**Instructions for the task**
Report every line below that carries the word "given".

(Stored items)
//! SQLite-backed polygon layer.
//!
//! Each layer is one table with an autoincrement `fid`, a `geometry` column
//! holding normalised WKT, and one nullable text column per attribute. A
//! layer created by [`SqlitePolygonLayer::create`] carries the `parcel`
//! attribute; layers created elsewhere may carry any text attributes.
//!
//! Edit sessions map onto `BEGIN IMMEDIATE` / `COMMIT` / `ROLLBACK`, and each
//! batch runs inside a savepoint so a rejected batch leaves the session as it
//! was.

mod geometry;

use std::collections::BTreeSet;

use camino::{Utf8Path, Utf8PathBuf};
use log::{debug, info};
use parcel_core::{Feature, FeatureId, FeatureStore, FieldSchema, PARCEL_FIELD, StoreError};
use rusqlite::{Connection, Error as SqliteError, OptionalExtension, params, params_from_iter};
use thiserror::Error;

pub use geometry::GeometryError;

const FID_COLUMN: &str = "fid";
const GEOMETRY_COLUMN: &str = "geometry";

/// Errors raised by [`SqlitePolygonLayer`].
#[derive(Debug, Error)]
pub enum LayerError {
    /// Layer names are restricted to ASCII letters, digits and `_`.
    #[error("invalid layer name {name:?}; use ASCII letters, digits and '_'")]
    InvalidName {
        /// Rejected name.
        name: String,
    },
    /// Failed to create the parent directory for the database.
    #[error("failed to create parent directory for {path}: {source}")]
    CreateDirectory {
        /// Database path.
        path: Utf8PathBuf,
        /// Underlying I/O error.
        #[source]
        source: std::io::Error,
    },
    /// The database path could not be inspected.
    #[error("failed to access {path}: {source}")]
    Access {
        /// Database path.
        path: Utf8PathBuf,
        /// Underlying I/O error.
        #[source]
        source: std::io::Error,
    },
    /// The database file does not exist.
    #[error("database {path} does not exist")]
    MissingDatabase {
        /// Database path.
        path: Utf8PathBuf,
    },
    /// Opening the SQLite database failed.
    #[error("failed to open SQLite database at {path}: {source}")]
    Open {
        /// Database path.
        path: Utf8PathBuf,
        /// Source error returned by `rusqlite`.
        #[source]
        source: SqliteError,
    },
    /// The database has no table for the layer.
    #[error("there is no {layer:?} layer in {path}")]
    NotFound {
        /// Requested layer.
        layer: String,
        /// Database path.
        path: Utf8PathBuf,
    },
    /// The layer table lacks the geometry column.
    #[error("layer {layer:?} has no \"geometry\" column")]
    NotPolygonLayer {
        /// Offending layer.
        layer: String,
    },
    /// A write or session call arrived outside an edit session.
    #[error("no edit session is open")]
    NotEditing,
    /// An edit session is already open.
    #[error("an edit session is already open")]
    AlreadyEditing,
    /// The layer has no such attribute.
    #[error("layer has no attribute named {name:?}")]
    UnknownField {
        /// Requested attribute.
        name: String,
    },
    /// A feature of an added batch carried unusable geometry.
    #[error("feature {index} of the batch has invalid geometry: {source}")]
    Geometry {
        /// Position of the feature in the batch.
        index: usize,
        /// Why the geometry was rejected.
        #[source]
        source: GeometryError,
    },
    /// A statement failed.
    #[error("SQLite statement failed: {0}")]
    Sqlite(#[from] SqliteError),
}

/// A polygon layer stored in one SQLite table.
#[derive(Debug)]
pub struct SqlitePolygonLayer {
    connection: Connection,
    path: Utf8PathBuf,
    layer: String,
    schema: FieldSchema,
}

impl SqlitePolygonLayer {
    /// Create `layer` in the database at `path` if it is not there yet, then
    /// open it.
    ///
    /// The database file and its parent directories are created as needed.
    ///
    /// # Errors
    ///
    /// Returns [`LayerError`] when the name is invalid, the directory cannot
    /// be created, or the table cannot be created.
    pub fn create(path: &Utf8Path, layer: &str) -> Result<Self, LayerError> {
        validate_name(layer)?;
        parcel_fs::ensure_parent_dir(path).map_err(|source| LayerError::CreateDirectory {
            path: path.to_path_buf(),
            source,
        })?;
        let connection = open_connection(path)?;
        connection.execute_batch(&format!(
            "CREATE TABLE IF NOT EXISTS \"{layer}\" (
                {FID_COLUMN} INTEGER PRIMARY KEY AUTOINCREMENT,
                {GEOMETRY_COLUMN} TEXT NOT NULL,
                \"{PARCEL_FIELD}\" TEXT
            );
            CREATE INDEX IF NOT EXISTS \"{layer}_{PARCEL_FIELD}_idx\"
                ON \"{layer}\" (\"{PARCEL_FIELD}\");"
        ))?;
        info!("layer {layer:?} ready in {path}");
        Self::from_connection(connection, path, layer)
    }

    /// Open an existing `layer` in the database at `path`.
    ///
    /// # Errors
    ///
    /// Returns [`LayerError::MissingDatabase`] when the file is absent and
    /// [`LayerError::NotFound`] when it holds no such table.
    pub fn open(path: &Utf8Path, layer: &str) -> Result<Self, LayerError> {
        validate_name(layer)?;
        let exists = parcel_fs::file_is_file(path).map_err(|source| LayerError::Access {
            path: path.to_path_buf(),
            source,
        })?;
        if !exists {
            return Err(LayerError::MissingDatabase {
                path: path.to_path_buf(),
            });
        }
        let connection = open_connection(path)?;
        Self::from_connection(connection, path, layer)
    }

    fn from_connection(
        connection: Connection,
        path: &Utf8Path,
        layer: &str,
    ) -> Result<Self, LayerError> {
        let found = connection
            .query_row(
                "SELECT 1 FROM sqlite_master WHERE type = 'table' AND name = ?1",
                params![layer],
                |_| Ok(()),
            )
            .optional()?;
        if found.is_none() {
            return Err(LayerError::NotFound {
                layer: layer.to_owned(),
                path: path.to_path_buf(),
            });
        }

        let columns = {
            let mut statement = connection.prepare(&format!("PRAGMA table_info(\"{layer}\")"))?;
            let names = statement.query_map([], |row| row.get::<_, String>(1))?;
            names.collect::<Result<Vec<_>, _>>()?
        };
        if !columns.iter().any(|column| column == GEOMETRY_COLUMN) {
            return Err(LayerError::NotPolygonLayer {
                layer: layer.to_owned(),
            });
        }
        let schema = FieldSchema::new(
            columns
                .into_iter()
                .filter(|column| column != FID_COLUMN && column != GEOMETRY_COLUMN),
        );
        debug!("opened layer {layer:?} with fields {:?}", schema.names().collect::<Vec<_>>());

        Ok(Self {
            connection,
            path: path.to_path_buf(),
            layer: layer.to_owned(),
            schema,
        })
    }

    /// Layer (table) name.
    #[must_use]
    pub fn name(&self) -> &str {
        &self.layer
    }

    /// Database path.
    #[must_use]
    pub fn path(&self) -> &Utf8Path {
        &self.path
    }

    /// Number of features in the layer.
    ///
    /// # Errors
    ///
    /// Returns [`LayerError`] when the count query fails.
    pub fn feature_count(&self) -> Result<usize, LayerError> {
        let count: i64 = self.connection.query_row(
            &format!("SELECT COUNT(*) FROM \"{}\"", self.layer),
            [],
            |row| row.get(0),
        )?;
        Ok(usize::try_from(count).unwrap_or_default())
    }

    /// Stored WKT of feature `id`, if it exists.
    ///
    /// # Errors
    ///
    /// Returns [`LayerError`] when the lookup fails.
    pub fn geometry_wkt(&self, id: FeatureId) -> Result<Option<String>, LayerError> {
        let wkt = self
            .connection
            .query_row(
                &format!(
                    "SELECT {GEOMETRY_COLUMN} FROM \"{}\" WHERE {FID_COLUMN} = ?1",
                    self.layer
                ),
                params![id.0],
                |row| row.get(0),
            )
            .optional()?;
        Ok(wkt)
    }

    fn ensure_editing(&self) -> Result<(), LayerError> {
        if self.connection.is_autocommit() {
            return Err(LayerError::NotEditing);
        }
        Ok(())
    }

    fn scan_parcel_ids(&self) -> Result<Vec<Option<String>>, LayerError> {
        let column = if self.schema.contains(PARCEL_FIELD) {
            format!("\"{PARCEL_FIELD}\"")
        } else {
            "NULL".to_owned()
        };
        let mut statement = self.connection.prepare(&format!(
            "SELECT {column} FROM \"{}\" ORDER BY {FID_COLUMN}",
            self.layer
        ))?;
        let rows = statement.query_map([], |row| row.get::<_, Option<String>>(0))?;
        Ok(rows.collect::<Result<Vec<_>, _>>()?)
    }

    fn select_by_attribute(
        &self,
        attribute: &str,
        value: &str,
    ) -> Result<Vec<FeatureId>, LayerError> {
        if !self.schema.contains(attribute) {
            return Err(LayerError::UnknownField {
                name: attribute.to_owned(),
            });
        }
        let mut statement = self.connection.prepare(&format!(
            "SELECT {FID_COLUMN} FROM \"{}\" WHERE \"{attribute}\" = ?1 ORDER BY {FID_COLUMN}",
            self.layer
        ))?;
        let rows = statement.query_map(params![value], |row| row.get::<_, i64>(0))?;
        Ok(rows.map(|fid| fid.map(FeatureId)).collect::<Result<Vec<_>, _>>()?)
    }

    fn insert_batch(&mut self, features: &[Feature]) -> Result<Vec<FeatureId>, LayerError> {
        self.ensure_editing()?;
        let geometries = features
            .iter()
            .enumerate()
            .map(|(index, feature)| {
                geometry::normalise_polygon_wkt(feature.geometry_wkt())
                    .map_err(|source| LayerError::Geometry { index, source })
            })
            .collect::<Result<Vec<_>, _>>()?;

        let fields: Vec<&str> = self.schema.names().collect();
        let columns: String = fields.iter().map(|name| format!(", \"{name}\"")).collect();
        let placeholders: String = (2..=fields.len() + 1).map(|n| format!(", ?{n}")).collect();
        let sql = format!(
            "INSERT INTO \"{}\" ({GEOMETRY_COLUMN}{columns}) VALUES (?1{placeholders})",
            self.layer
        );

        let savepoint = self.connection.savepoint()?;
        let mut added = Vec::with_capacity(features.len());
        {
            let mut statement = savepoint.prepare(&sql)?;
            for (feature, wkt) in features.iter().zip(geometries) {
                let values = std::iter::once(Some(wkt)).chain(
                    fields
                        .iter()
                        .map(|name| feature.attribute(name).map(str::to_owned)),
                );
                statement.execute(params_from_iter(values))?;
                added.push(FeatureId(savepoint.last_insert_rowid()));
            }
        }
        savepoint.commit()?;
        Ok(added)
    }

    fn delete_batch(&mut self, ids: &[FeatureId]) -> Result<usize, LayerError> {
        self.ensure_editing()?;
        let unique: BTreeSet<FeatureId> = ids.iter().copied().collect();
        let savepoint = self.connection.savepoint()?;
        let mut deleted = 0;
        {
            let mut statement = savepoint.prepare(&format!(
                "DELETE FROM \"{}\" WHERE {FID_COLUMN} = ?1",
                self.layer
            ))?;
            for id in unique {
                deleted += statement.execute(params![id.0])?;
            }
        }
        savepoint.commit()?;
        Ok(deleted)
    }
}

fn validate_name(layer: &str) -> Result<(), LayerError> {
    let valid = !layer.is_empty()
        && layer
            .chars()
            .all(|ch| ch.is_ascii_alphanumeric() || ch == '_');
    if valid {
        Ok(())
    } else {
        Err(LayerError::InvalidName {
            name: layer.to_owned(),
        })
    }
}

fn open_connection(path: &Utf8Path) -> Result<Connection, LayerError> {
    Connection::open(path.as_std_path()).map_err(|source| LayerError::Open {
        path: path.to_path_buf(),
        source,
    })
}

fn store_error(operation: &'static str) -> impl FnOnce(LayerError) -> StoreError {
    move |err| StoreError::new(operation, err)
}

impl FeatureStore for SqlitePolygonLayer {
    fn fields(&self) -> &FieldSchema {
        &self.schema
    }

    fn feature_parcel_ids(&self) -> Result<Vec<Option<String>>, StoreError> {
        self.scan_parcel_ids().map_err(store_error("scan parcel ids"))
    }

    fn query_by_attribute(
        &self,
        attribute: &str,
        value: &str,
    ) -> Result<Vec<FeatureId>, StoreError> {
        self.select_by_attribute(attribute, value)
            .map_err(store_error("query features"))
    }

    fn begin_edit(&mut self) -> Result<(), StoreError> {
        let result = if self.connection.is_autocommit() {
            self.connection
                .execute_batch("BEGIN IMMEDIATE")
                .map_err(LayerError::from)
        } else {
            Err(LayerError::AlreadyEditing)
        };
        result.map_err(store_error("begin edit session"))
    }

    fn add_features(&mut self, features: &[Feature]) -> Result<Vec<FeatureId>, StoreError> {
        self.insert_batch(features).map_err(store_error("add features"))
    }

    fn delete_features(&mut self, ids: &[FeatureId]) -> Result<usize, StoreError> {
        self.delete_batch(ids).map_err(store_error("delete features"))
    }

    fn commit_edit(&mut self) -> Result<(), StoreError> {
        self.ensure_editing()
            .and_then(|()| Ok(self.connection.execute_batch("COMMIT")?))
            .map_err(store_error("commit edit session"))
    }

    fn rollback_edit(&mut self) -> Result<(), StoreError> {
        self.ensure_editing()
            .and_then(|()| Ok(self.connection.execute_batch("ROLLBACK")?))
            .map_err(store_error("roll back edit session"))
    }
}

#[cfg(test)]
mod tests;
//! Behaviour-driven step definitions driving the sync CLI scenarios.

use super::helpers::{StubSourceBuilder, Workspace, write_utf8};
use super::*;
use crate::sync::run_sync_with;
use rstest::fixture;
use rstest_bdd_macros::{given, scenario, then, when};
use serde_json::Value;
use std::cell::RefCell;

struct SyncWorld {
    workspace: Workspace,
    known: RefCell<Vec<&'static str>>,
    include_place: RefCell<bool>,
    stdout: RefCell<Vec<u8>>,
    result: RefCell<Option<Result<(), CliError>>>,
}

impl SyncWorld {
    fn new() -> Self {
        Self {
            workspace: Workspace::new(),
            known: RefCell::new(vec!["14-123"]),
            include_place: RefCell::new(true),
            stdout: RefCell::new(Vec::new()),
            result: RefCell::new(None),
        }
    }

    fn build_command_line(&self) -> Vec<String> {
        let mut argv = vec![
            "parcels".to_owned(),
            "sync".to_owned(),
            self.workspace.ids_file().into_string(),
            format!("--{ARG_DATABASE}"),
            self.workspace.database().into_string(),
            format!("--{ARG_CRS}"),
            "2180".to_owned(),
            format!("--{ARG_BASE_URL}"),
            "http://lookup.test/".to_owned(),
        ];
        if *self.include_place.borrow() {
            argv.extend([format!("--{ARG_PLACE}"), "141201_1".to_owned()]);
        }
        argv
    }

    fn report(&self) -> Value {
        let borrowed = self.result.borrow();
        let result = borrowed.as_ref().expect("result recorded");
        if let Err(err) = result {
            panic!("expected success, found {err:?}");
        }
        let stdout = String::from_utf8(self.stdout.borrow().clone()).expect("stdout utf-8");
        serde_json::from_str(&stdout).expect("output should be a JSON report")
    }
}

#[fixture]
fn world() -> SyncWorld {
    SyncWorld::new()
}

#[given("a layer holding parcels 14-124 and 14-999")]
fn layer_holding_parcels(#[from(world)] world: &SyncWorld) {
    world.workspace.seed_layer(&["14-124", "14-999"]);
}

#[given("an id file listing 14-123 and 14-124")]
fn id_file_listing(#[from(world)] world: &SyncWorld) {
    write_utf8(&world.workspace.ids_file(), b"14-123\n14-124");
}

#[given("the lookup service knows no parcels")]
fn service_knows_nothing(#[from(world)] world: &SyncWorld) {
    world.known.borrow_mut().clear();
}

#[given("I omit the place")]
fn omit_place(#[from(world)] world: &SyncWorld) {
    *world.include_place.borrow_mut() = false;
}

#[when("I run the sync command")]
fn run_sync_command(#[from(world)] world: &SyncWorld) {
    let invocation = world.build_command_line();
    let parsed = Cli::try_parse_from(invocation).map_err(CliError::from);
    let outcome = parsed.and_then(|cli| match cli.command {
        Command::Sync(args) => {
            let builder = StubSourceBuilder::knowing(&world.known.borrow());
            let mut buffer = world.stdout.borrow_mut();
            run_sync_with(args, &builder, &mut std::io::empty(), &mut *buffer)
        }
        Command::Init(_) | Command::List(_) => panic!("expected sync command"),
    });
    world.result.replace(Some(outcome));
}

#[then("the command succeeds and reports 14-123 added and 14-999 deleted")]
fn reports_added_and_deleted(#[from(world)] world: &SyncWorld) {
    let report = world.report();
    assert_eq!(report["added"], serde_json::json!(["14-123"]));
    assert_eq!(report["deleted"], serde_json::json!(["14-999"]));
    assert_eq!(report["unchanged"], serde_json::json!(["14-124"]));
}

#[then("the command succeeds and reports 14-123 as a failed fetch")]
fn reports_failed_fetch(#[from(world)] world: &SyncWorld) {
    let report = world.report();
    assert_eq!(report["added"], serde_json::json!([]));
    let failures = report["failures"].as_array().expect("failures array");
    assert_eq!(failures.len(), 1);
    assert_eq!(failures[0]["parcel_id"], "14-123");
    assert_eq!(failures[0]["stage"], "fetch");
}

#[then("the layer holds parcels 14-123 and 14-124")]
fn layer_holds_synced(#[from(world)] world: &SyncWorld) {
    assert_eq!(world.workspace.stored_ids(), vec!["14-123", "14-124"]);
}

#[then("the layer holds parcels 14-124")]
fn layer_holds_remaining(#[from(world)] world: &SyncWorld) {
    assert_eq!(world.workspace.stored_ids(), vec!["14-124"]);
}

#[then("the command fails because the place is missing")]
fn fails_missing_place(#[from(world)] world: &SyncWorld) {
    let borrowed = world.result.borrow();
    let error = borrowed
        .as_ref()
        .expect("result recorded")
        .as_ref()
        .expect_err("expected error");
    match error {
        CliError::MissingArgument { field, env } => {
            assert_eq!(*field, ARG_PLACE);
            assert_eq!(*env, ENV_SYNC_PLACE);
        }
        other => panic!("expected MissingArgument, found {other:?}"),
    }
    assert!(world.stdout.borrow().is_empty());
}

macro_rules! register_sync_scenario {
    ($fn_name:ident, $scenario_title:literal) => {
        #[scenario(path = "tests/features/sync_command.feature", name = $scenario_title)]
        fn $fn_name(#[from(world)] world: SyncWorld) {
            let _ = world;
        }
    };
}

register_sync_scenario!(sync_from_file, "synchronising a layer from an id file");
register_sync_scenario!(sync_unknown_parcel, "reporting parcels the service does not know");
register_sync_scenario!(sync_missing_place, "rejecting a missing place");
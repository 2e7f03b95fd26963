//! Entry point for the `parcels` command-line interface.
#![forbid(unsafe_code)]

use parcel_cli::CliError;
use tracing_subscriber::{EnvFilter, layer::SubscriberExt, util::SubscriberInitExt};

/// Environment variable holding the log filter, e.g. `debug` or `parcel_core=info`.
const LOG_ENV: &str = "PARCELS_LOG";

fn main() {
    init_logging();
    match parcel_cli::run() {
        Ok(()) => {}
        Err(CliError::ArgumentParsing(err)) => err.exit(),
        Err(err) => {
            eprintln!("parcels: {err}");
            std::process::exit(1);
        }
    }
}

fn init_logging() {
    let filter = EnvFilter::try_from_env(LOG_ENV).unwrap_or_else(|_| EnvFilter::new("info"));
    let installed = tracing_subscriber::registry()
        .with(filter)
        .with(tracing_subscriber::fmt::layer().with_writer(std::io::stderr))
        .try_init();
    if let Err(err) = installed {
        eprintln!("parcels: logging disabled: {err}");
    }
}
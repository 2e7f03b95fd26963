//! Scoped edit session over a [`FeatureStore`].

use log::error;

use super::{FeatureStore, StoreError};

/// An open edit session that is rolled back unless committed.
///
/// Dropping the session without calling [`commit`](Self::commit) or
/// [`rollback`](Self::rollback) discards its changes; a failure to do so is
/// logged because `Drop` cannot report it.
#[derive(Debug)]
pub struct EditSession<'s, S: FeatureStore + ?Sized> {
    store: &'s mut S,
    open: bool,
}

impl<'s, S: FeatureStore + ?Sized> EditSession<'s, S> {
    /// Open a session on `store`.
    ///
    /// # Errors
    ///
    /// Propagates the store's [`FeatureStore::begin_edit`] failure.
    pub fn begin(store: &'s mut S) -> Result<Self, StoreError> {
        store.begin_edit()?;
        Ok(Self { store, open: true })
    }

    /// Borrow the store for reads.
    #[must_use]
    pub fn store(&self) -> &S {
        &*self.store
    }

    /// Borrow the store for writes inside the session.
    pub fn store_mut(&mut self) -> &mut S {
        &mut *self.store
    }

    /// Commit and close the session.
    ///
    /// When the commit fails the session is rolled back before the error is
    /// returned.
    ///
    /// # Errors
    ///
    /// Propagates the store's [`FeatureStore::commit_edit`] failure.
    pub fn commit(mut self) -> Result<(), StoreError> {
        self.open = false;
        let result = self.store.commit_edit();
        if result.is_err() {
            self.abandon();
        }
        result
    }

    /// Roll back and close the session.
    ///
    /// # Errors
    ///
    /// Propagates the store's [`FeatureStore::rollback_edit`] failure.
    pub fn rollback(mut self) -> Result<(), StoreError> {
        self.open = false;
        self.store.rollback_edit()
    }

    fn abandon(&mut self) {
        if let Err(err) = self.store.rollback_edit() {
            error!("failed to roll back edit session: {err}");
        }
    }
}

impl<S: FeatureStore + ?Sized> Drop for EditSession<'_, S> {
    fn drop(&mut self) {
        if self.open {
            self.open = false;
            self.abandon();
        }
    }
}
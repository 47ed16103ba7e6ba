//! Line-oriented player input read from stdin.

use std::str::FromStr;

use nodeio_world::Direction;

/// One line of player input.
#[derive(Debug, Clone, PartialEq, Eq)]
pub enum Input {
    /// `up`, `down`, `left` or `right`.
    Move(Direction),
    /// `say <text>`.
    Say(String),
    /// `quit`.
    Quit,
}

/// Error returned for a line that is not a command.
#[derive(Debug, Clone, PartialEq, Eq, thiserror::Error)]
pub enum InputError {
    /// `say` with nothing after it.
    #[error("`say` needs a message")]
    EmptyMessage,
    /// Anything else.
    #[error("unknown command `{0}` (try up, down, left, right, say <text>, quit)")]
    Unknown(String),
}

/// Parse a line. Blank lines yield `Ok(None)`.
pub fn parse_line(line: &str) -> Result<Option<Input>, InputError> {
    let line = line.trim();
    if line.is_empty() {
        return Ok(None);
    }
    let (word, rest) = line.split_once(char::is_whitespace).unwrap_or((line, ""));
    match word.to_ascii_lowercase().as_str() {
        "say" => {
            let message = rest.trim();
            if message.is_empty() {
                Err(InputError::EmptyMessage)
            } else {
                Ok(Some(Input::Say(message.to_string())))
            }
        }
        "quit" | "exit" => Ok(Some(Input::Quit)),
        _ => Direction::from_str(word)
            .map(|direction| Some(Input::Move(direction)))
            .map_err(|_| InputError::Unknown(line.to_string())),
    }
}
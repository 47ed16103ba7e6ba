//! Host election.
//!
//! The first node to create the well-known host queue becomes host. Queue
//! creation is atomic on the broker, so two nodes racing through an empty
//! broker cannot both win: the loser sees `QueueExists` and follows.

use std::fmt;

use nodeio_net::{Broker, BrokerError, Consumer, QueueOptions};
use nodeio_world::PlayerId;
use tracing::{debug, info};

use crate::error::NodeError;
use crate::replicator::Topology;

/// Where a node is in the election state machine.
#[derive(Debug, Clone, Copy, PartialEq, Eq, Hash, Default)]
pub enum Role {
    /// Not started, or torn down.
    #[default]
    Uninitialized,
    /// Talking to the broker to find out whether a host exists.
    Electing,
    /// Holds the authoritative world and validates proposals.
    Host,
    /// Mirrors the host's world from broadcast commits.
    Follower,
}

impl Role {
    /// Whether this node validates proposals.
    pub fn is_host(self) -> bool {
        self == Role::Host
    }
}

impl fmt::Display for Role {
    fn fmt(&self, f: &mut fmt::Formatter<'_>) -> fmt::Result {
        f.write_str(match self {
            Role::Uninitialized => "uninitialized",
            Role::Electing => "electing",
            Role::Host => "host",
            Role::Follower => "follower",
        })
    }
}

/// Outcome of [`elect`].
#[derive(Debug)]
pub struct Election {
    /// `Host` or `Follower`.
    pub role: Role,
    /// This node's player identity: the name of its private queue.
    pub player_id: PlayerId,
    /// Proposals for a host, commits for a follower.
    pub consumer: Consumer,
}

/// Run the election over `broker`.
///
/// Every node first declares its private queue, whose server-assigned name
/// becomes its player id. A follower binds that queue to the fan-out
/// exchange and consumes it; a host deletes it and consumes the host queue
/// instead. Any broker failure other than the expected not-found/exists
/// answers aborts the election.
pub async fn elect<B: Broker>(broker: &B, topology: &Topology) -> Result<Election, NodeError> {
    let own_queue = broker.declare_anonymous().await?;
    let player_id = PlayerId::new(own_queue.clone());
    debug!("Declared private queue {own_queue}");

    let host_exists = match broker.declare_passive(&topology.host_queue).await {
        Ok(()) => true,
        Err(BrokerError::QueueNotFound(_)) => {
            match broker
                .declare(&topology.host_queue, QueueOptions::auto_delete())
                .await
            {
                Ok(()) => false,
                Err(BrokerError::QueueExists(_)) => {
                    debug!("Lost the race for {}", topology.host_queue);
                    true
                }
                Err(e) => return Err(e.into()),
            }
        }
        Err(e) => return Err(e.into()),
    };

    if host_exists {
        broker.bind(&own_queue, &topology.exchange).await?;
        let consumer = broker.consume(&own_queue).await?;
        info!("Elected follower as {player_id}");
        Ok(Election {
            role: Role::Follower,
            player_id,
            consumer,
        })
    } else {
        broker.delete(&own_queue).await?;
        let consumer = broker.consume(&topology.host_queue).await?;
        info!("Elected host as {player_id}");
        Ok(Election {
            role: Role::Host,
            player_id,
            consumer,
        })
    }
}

**Response to the exercise**
use rstest_bdd_macros::{given, scenario, then, when};
#[given("a layer holding parcels 14-124 and 14-999")]
#[given("an id file listing 14-123 and 14-124")]
#[given("the lookup service knows no parcels")]
#[given("I omit the place")]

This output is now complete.